Par ailleurs, la masse d'informations générées par les tests et examens variés, d'informations génétiques notamment, est bien supérieure à l'information utile dont on se servira au temps T. Dès lors, que faire des informations qui deviennent disponibles, mais sont a priori non recherchées ? Jusqu'où faut-il fouiller la masse d'informations générées quand on a tout un génome ? Que faut-il systématiquement analyser ? Autour de ces enjeux, d'importants débats sont engagés au sein du collège des généticiens aux États-Unis, et une réflexion est entamée sur le sujet à la Société européenne de génétique humaine. Il s'agit bien de déterminer ce qu'il faut faire des découvertes incidentes et s'il doit exister une obligation à regarder systématiquement certains aspects du génome. Évidemment, derrière ces problématiques, se profile tout un pan de l'éducation professionnelle et de l'accompagnement.

Nous avons évoqué le sujet économique. En définitive, au-delà de la question du coût, se pose aussi celle de l'accès équitable. Par ailleurs, les patients sont de plus en plus « catégorisés », peut-être jusqu'à l'individu, c'est le cas dans les thérapies cellulaires, mais, pour le reste, on travaille par groupe, et ce n'est pas toujours à leur avantage. Il est sans doute nécessaire d'envisager des formations particulières pour faciliter la gestion et le partage de certaines informations, par exemple lorsque l'on doit expliquer à un patient qu'il n'est pas dans le groupe que l'on sait traiter, mais que l'on espère que cette situation évoluera. La multiplication des outils et des informations rend ces cas plus fréquents que par le passé. Auparavant, au moins, on gardait espoir même s'il fallait parfois gérer, par la suite, effets secondaires et problèmes thérapeutiques. Il est important de ne pas tuer l'espoir par l'information et la qualité du dialogue est un élément majeur qui ne se résout pas par la bio-informatique.

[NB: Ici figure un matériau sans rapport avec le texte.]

// src/operation/mod.rs

//! Supervised execution units.
//!
//! An [`Operation`] wraps one or more process runs (steps) behind a
//! cancellable state machine. The pure transition rules live in [`state`];
//! the async worker that runs steps, enforces the watchdog and performs
//! terminal cleanup lives in [`driver`].

pub mod driver;
pub mod state;

use std::fmt;
use std::path::PathBuf;
use std::sync::{Arc, Mutex, MutexGuard, OnceLock};
use std::time::{Duration, Instant};

use tokio::sync::watch;
use tokio::task::JoinHandle;
use tokio_util::sync::CancellationToken;
use tracing::{debug, warn};

use crate::bridge::{Emitter, EventKind};
use crate::exec::{ExecContext, ProcessHandle, ProcessResult};
use crate::types::OperationId;

pub use state::{FailureReason, OperationState, RejectedTransition, StrategyFailure, Transition};

/// Write-once description of an Operation, fixed before it starts.
#[derive(Debug, Clone, PartialEq, Eq)]
pub struct OperationSpec {
    pub label: String,
    pub steps: Vec<ProcessHandle>,
    pub scratch: Vec<PathBuf>,
    pub timeout: Option<Duration>,
}

impl OperationSpec {
    pub fn new(label: impl Into<String>) -> Self {
        Self {
            label: label.into(),
            steps: Vec::new(),
            scratch: Vec::new(),
            timeout: None,
        }
    }

    /// Spec with exactly one step.
    pub fn single(label: impl Into<String>, handle: ProcessHandle) -> Self {
        Self::new(label).step(handle)
    }

    pub fn step(mut self, handle: ProcessHandle) -> Self {
        self.steps.push(handle);
        self
    }

    /// Register a scratch file removed when the Operation terminates.
    pub fn with_scratch(mut self, path: impl Into<PathBuf>) -> Self {
        self.scratch.push(path.into());
        self
    }

    /// Operation-wide watchdog budget across all steps.
    pub fn with_timeout(mut self, budget: Duration) -> Self {
        self.timeout = Some(budget);
        self
    }
}

/// Anything a `stop` command can cancel.
pub trait Cancellable: Send + Sync {
    /// Request cancellation. Returns `true` only for the first request.
    fn request_cancel(&self) -> bool;

    /// Short state description for `status`.
    fn state_name(&self) -> String;
}

struct Inner {
    id: OperationId,
    spec: OperationSpec,
    state: Mutex<OperationState>,
    cancel: CancellationToken,
    emitter: OnceLock<Emitter>,
    results: Mutex<Vec<ProcessResult>>,
    pid: Mutex<Option<u32>>,
    started_at: OnceLock<Instant>,
    ended_at: OnceLock<Instant>,
    done: watch::Sender<bool>,
}

/// Shared handle to one Operation. Clones refer to the same Operation.
#[derive(Clone)]
pub struct Operation {
    inner: Arc<Inner>,
}

impl fmt::Debug for Operation {
    fn fmt(&self, f: &mut fmt::Formatter<'_>) -> fmt::Result {
        f.debug_struct("Operation")
            .field("id", &self.inner.id)
            .field("label", &self.inner.spec.label)
            .field("state", &*self.lock_state())
            .field("cancel_requested", &self.is_cancel_requested())
            .finish_non_exhaustive()
    }
}

impl Operation {
    pub fn new(spec: OperationSpec) -> Self {
        let (done, _) = watch::channel(false);
        Self {
            inner: Arc::new(Inner {
                id: OperationId::next(),
                spec,
                state: Mutex::new(OperationState::Idle),
                cancel: CancellationToken::new(),
                emitter: OnceLock::new(),
                results: Mutex::new(Vec::new()),
                pid: Mutex::new(None),
                started_at: OnceLock::new(),
                ended_at: OnceLock::new(),
                done,
            }),
        }
    }

    pub fn id(&self) -> OperationId {
        self.inner.id
    }

    pub fn label(&self) -> &str {
        &self.inner.spec.label
    }

    pub fn spec(&self) -> &OperationSpec {
        &self.inner.spec
    }

    pub fn state(&self) -> OperationState {
        self.lock_state().clone()
    }

    pub fn is_cancel_requested(&self) -> bool {
        self.inner.cancel.is_cancelled()
    }

    /// Result of the last step that ran, if any.
    pub fn result(&self) -> Option<ProcessResult> {
        self.lock_results().last().cloned()
    }

    /// Results of every step that ran, in step order.
    pub fn step_results(&self) -> Vec<ProcessResult> {
        self.lock_results().clone()
    }

    /// OS pid of the most recently started step.
    pub fn pid(&self) -> Option<u32> {
        *self.inner.pid.lock().unwrap_or_else(|e| e.into_inner())
    }

    /// Wall-clock time between start and terminal state (or now).
    pub fn elapsed(&self) -> Option<Duration> {
        let started = *self.inner.started_at.get()?;
        let end = self.inner.ended_at.get().copied().unwrap_or_else(Instant::now);
        Some(end.saturating_duration_since(started))
    }

    /// Move Idle -> Running and spawn the worker task.
    ///
    /// Returns `None` (after logging) if the Operation was already started.
    pub fn start(&self, ctx: &ExecContext) -> Option<JoinHandle<()>> {
        {
            let mut state = self.lock_state();
            match state.apply(Transition::Start) {
                Ok(next) => *state = next,
                Err(rejected) => {
                    warn!(op = %self.id(), %rejected, "start rejected");
                    return None;
                }
            }

            let emitter = self.inner.emitter.get_or_init(|| ctx.emitter(self.id()));
            let _ = self.inner.started_at.set(Instant::now());
            emitter.emit(EventKind::StateChanged(OperationState::Running));
        }

        debug!(op = %self.id(), label = %self.label(), steps = self.inner.spec.steps.len(), "operation started");

        let op = self.clone();
        let ctx = ctx.clone();
        Some(tokio::spawn(async move {
            driver::drive(op, ctx).await;
        }))
    }

    /// Set the cancel flag and move Running/Stopping -> Stopping.
    ///
    /// The worker observes the flag and stops the process. Calling this more
    /// than once has no further effect. Cancelling an Idle Operation only sets
    /// the flag; it will terminate as Cancelled as soon as it starts.
    pub fn request_cancel(&self) -> bool {
        let first = !self.inner.cancel.is_cancelled();
        self.inner.cancel.cancel();

        let mut state = self.lock_state();
        match state.apply(Transition::RequestCancel) {
            Ok(next) if next != *state => {
                *state = next;
                if let Some(emitter) = self.inner.emitter.get() {
                    emitter.emit(EventKind::StateChanged(OperationState::Stopping));
                }
                debug!(op = %self.id(), "cancel requested; stopping");
            }
            Ok(_) => debug!(op = %self.id(), "cancel already in progress"),
            Err(rejected) if *state == OperationState::Idle => {
                debug!(op = %self.id(), %rejected, "cancel flag set before start");
            }
            Err(rejected) => debug!(op = %self.id(), %rejected, "cancel ignored"),
        }

        first
    }

    /// Wait until the Operation reached its terminal state and its terminal
    /// event was posted.
    pub async fn wait(&self) -> OperationState {
        let mut done = self.inner.done.subscribe();
        // The sender lives in `self`, so this only errors if it was dropped.
        let _ = done.wait_for(|finished| *finished).await;
        self.state()
    }

    fn lock_state(&self) -> MutexGuard<'_, OperationState> {
        self.inner.state.lock().unwrap_or_else(|e| e.into_inner())
    }

    fn lock_results(&self) -> MutexGuard<'_, Vec<ProcessResult>> {
        self.inner.results.lock().unwrap_or_else(|e| e.into_inner())
    }

    // Driver-side accessors.

    pub(crate) fn cancel_token(&self) -> &CancellationToken {
        &self.inner.cancel
    }

    pub(crate) fn emitter(&self) -> Emitter {
        self.inner
            .emitter
            .get()
            .cloned()
            .unwrap_or_else(|| Emitter::detached(self.id()))
    }

    pub(crate) fn started_at(&self) -> Instant {
        self.inner.started_at.get().copied().unwrap_or_else(Instant::now)
    }

    pub(crate) fn record_pid(&self, pid: Option<u32>) {
        *self.inner.pid.lock().unwrap_or_else(|e| e.into_inner()) = pid;
    }

    pub(crate) fn push_result(&self, result: ProcessResult) {
        self.lock_results().push(result);
    }

    /// Apply the finishing transition. Returns the terminal state, or `None`
    /// if the Operation had already terminated.
    pub(crate) fn finish(&self, outcome: Result<(), FailureReason>) -> Option<OperationState> {
        let cancel_requested = self.is_cancel_requested();
        let mut state = self.lock_state();
        match state.apply(Transition::Finish {
            outcome,
            cancel_requested,
        }) {
            Ok(next) => {
                *state = next.clone();
                let _ = self.inner.ended_at.set(Instant::now());
                Some(next)
            }
            Err(rejected) => {
                warn!(op = %self.id(), %rejected, "finish rejected");
                None
            }
        }
    }

    pub(crate) fn mark_done(&self) {
        self.inner.done.send_replace(true);
    }
}

impl Cancellable for Operation {
    fn request_cancel(&self) -> bool {
        Operation::request_cancel(self)
    }

    fn state_name(&self) -> String {
        self.state().name().to_string()
    }
}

Je considère en outre, qu'en santé publique il y a une grande nécessité à mener des études d'impact. Nous avons entendu un certain nombre de propos, notamment en matière d'économie de la santé, mais il me semble que des points sont à développer, plus largement, dans le domaine de la santé publique, autour de la question de l'impact de ce qu'on appelle la « médecine personnalisée ». À cet égard, l'Institut thématique multi-organismes (ITMO) de santé publique organise un colloque annuel à l'automne, le 5 décembre 2013. Cette année, le thème en sera la médecine personnalisée. Il serait très intéressant que certaines des personnes ici présentes participent aussi à cet événement et puissent confronter ce qui se dit dans ces auditions publiques et ce qui se dira dans ce colloque scientifique.

Les enjeux sont variés. Ils sont tout d'abord liés au concept, la question étant la suivante : la personnalisation d'une médecine est-elle plus grande parce qu'elle est « biologiquement fondée » ? Le fait de détenir plus de précisions biologiques conduit-il automatiquement à plus personnalisation, au sens de la considération centrale de la personne et non de « ses données biologiques »? Cette interrogation a été soulevée précédemment et je crois qu'elle est essentielle.

Je conclurai en indiquant que nous avons à différencier plusieurs éléments. Tout d'abord, il y a l'application d'un degré de précision nouveau à l'exercice médical, enjeu assez classique et standard. Des exemples ont été donnés sur ce point. Puis vient l'aspect lié à la médecine de prévision ou médecine prédictive, qui constitue une partie de la personnalisation ou de la stratification. On a ensuite ce que l'on appelle « la médecine basée sur les données ». Ces informations sont générées à grande échelle, parce que cela coûte (ou coûtera bientôt) moins cher que leur acquisition en plusieurs étapes successives, parce que la technologie nous pousse à le faire, parce que, finalement, il est logique d'aller dans ce sens, et ce, avec des niveaux d'utilité variés. C'est un sujet que l'on ne sait pas véritablement gérer et il n'y a pas encore de recommandations consensuelles dans ce domaine qui change la logique intrinsèque de l'exercice médical.

Enfin, il faut considérer l'individualisation de l'accès aux données biologiques, notamment les aspects abordés par le Dr Catherine Bourgain sur la mise à disposition publique d'informations. On ne se trouve pas tout à fait dans une situation où c'est systématiquement le médecin qui ordonnera la génération d'informations. Dans certains cas, les patients pourront, et ils le font déjà, se présenter avec des informations sur lesquelles ils n'auront pas toujours obtenu une explication précise, exacte, prenant en compte les hypothèses qui sous-tendent les modèles donnant naissance aux calculs de risques tels qu'on les connaît aujourd'hui.

Dr. Laurent Alexandre, président de DNAVision, membre de l'Académie des technologies . Je voudrais apporter un témoignage personnel de ce que l'on observe au travers de la médecine personnalisée. En effet, j'ai effectué le séquençage de la totalité de mon propre génome à deux reprises, à très haut coverage , je le précise à l'attention des techniciens, donc sans faux-positifs. Entendons-nous bien, mais c'est là un débat de spécialistes, je veux dire qu'à un coverage de 200 ou 300, au lieu d'avoir quelques centaines de milliers de faux-positifs sur les 3 milliards de paires de bases, on n'en aura que quelques-uns. Il y en a tout de même peu !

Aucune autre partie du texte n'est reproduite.